The relationship between accumulating wealth and general quality of life is not absolute. For example, global weather cycles, plagues, and significant planet activity have nothing to do with the procession to rebellion but greatly affect quality of life. Still, lack of citizen quality can be interpreted as economic dissatisfaction.
The computer age brought with it a new economic engine: computers allowed corporations to become international. Manufacturing no longer was constrained by slow information or relatively high labor costs. Corporations found it more profitable to loosen the fiduciary laws of investment and become less accountable in their role as supporters of society. The transition to investment and away from manufacturing began in the Reagan administration during the 1980s. Since then labor has suffered as better paying jobs moved to more lucrative foreign labor markets; ignoring the role of supporting society has led to wage suppression in order to improve corporate profits; corporations aren’t sharing their profits. So much for trickle-down.

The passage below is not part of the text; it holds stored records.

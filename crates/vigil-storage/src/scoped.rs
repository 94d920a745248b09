//! Namespace-bound view over a [`KvStore`].

use std::sync::Arc;

use serde::Serialize;
use serde::de::DeserializeOwned;

use crate::error::{StorageError, StorageResult};
use crate::kv::{KvStore, validate_key, validate_namespace};

/// A [`KvStore`] with its namespace fixed at construction.
///
/// The audit cache keeps one of these over `audit:groups` and stores each
/// group's history as a JSON document via [`get_json`](Self::get_json) and
/// [`set_json`](Self::set_json).
#[derive(Clone)]
pub struct ScopedKvStore {
    inner: Arc<dyn KvStore>,
    namespace: String,
}

impl std::fmt::Debug for ScopedKvStore {
    fn fmt(&self, f: &mut std::fmt::Formatter<'_>) -> std::fmt::Result {
        f.debug_struct("ScopedKvStore")
            .field("namespace", &self.namespace)
            .finish_non_exhaustive()
    }
}

impl ScopedKvStore {
    /// Bind `store` to `namespace`.
    ///
    /// # Errors
    ///
    /// Returns [`StorageError::InvalidKey`] if the namespace is empty or
    /// contains null bytes.
    pub fn new(store: Arc<dyn KvStore>, namespace: impl Into<String>) -> StorageResult<Self> {
        let namespace = namespace.into();
        validate_namespace(&namespace)?;
        Ok(Self {
            inner: store,
            namespace,
        })
    }

    /// The bound namespace.
    #[must_use]
    pub fn namespace(&self) -> &str {
        &self.namespace
    }

    /// Get raw bytes.
    ///
    /// # Errors
    ///
    /// Returns [`StorageError::InvalidKey`] for an invalid key, or the
    /// backend's error.
    pub async fn get(&self, key: &str) -> StorageResult<Option<Vec<u8>>> {
        validate_key(key)?;
        self.inner.get(&self.namespace, key).await
    }

    /// Set raw bytes.
    ///
    /// # Errors
    ///
    /// Returns [`StorageError::InvalidKey`] for an invalid key, or the
    /// backend's error.
    pub async fn set(&self, key: &str, value: Vec<u8>) -> StorageResult<()> {
        validate_key(key)?;
        self.inner.set(&self.namespace, key, value).await
    }

    /// Delete a key, returning whether it existed.
    ///
    /// # Errors
    ///
    /// Returns [`StorageError::InvalidKey`] for an invalid key, or the
    /// backend's error.
    pub async fn delete(&self, key: &str) -> StorageResult<bool> {
        validate_key(key)?;
        self.inner.delete(&self.namespace, key).await
    }

    /// List the keys in the bound namespace.
    ///
    /// # Errors
    ///
    /// Returns the backend's error.
    pub async fn list_keys(&self) -> StorageResult<Vec<String>> {
        self.inner.list_keys(&self.namespace).await
    }

    /// Read and decode a JSON document. `None` if the key is absent.
    ///
    /// # Errors
    ///
    /// Returns [`StorageError::Serialization`] if the stored bytes do not
    /// decode as `T`.
    pub async fn get_json<T: DeserializeOwned>(&self, key: &str) -> StorageResult<Option<T>> {
        let Some(bytes) = self.get(key).await? else {
            return Ok(None);
        };
        serde_json::from_slice(&bytes)
            .map(Some)
            .map_err(|e| StorageError::Serialization(format!("{}/{key}: {e}", self.namespace)))
    }

    /// Encode `value` as JSON and store it.
    ///
    /// # Errors
    ///
    /// Returns [`StorageError::Serialization`] if encoding fails, or the
    /// backend's error.
    pub async fn set_json<T: Serialize + ?Sized>(&self, key: &str, value: &T) -> StorageResult<()> {
        let bytes =
            serde_json::to_vec(value).map_err(|e| StorageError::Serialization(e.to_string()))?;
        self.set(key, bytes).await
    }
}
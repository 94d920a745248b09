//! The log client interface consumed by the auditor.

use async_trait::async_trait;
use std::collections::BTreeMap;
use std::time::Duration;

use crate::error::MerkleResult;
use crate::group::GroupId;
use crate::ids::{LinkId, Seqno};
use crate::root::{LeafTail, LogRoot};

/// A group's sigchain as the auditor sees it: chain seqno to link id.
pub type ChainLinks = BTreeMap<Seqno, LinkId>;

/// Client of the tamper-evident log.
///
/// Implementations own transport and proof verification. Everything they
/// return is assumed to be already verified.
#[async_trait]
pub trait MerkleClient: Send + Sync {
    /// Fetch a root no older than `max_age`.
    ///
    /// # Errors
    ///
    /// Returns an error if no sufficiently fresh root can be obtained.
    async fn fetch_root_by_freshness(&self, max_age: Duration) -> MerkleResult<LogRoot>;

    /// The lowest root sequence number this client can still verify
    /// against, if known.
    fn first_usable_seqno(&self) -> Option<Seqno>;

    /// Look up `group`'s leaf in the historical root at `position`,
    /// proven consistent with `head`.
    ///
    /// Returns `None` when the group had no leaf at that root.
    ///
    /// # Errors
    ///
    /// Returns an error if the lookup or its proof fails.
    async fn lookup_leaf(
        &self,
        group: &GroupId,
        position: Seqno,
        head: &LogRoot,
    ) -> MerkleResult<Option<LeafTail>>;
}
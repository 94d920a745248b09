//! Single-flight locks keyed by name.
//!
//! A [`LockTable`] hands out at most one [`LockLease`] per key at a time.
//! Each key's entry carries a reference count covering the current holder
//! and every waiter; the entry is removed when that count drops to zero, so
//! the table only ever holds keys that are in use.
//!
//! The key map is guarded by its own short-lived std mutex. The per-key
//! exclusion is a tokio mutex that waiters suspend on, so a contended key
//! never blocks acquisitions or releases of other keys.

use std::collections::HashMap;
use std::sync::{Arc, Mutex, MutexGuard, PoisonError};

use tokio::sync::OwnedMutexGuard;
use tokio_util::sync::CancellationToken;
use tracing::trace;

use crate::error::{SyncError, SyncResult};

type EntryMap = HashMap<String, LockEntry>;

#[derive(Debug)]
struct LockEntry {
    /// Holder plus waiters.
    refs: usize,
    mutex: Arc<tokio::sync::Mutex<()>>,
}

/// Table of named single-flight locks.
#[derive(Debug, Default, Clone)]
pub struct LockTable {
    entries: Arc<Mutex<EntryMap>>,
}

impl LockTable {
    /// Create an empty lock table.
    #[must_use]
    pub fn new() -> Self {
        Self::default()
    }

    /// Acquire the lock for `key`, waiting for any current holder.
    ///
    /// # Errors
    ///
    /// Returns [`SyncError::Cancelled`] if `cancel` fires before the lock is
    /// obtained. The waiter's reference is dropped before returning, as it
    /// is when the returned future is dropped while still waiting.
    pub async fn acquire(
        &self,
        key: impl Into<String>,
        cancel: &CancellationToken,
    ) -> SyncResult<LockLease> {
        let (entry, mutex) = EntryRef::retain(&self.entries, key.into());

        let guard = tokio::select! {
            biased;
            () = cancel.cancelled() => {
                trace!(key = %entry.key, "lock acquisition cancelled");
                return Err(SyncError::Cancelled);
            },
            guard = mutex.lock_owned() => guard,
        };

        trace!(key = %entry.key, "lock acquired");
        Ok(LockLease {
            guard: Some(guard),
            entry,
        })
    }

    /// Number of keys currently held or waited on.
    #[must_use]
    pub fn len(&self) -> usize {
        lock_entries(&self.entries).len()
    }

    /// Whether no key is held or waited on.
    #[must_use]
    pub fn is_empty(&self) -> bool {
        lock_entries(&self.entries).is_empty()
    }
}

/// One counted reference to a key's entry, returned on drop.
#[derive(Debug)]
struct EntryRef {
    entries: Arc<Mutex<EntryMap>>,
    key: String,
}

impl EntryRef {
    fn retain(
        entries: &Arc<Mutex<EntryMap>>,
        key: String,
    ) -> (Self, Arc<tokio::sync::Mutex<()>>) {
        let mutex = {
            let mut map = lock_entries(entries);
            let entry = map.entry(key.clone()).or_insert_with(|| LockEntry {
                refs: 0,
                mutex: Arc::new(tokio::sync::Mutex::new(())),
            });
            entry.refs = entry.refs.saturating_add(1);
            Arc::clone(&entry.mutex)
        };
        let entry = Self {
            entries: Arc::clone(entries),
            key,
        };
        (entry, mutex)
    }
}

impl Drop for EntryRef {
    fn drop(&mut self) {
        let mut map = lock_entries(&self.entries);
        let remove = match map.get_mut(&self.key) {
            Some(entry) => {
                entry.refs = entry.refs.saturating_sub(1);
                entry.refs == 0
            },
            None => false,
        };
        if remove {
            map.remove(&self.key);
        }
    }
}

/// Exclusive hold on one key of a [`LockTable`].
///
/// Released by [`release`](Self::release) or, failing that, on drop.
#[derive(Debug)]
#[must_use = "the lock is released as soon as the lease is dropped"]
pub struct LockLease {
    // Dropped before `entry`, so the key is unlocked before its entry can
    // be removed.
    guard: Option<OwnedMutexGuard<()>>,
    entry: EntryRef,
}

impl LockLease {
    /// The key this lease holds.
    #[must_use]
    pub fn key(&self) -> &str {
        &self.entry.key
    }

    /// Release the lock. Never blocks.
    pub fn release(self) {
        drop(self);
    }
}

impl Drop for LockLease {
    fn drop(&mut self) {
        if let Some(guard) = self.guard.take() {
            drop(guard);
            trace!(key = %self.entry.key, "lock released");
        }
    }
}

// The map only holds counters and handles, which stay consistent even if a
// holder panicked, so a poisoned mutex is recovered rather than propagated.
fn lock_entries(entries: &Mutex<EntryMap>) -> MutexGuard<'_, EntryMap> {
    entries.lock().unwrap_or_else(PoisonError::into_inner)
}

It is now forty years later. The proletariat suffers on every economic front from sustainable income to job security to housing to less than adequate health care. As the stock market rises to new heights, the economic challenge to the man on the street grows more intense. The time is ripe for the procession to rebellion to rise. Indeed it has started in the name of Donald’s base.
Just as in every stressed rebellion, those who can manipulate political advantage rise to power. Too often, these economic saviors have little empathy; they are eager to move to changing the culture and accumulating wealth for the powerful rather than the citizens.
There is a happy ending, sort of. The United States has been a democracy from its inception. That democracy, especially now, is far from perfect but it has allowed the nation – so far – to avoid the ravages of nations like Greece, Turkey, Brazil, Poland, Columbia, Venezuela and the entire Middle East to succumb to collapse and allow despotic leaders to shut down free society. Mind you, with the likes of Donald, these are scary times. Another term and the nation will join Turkey and the others.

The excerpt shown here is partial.